-- Collected data --

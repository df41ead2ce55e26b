use tracing::{error, info};
use veriface::{utils::config::Config, Application};

#[tokio::main]
async fn main() -> anyhow::Result<()> {
    dotenv::dotenv().ok();

    // Load configuration
    let config = Config::new()?;

    // Initialize logging; RUST_LOG wins over the configured level
    tracing_subscriber::fmt()
        .with_env_filter(
            tracing_subscriber::EnvFilter::try_from_default_env()
                .unwrap_or_else(|_| tracing_subscriber::EnvFilter::new(&config.node.log_level)),
        )
        .with_target(true)
        .init();

    info!("Starting Veriface v{}", env!("CARGO_PKG_VERSION"));

    // Initialize application
    let app = Application::new(config).await.map_err(|e| {
        error!("Failed to initialize application: {}", e);
        e
    })?;

    // Serve until the host asks us to stop
    app.run().await.map_err(|e| {
        error!("Server error: {}", e);
        e
    })?;

    info!("Application shutdown complete");
    Ok(())
}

-- WHAT YOU ARE ASKED TO DO --
Each line in the data that holds the word "info" must be copied.

-- ANSWER SECTION --
use tracing::{error, info};
    info!("Starting Veriface v{}", env!("CARGO_PKG_VERSION"));
    info!("Application shutdown complete");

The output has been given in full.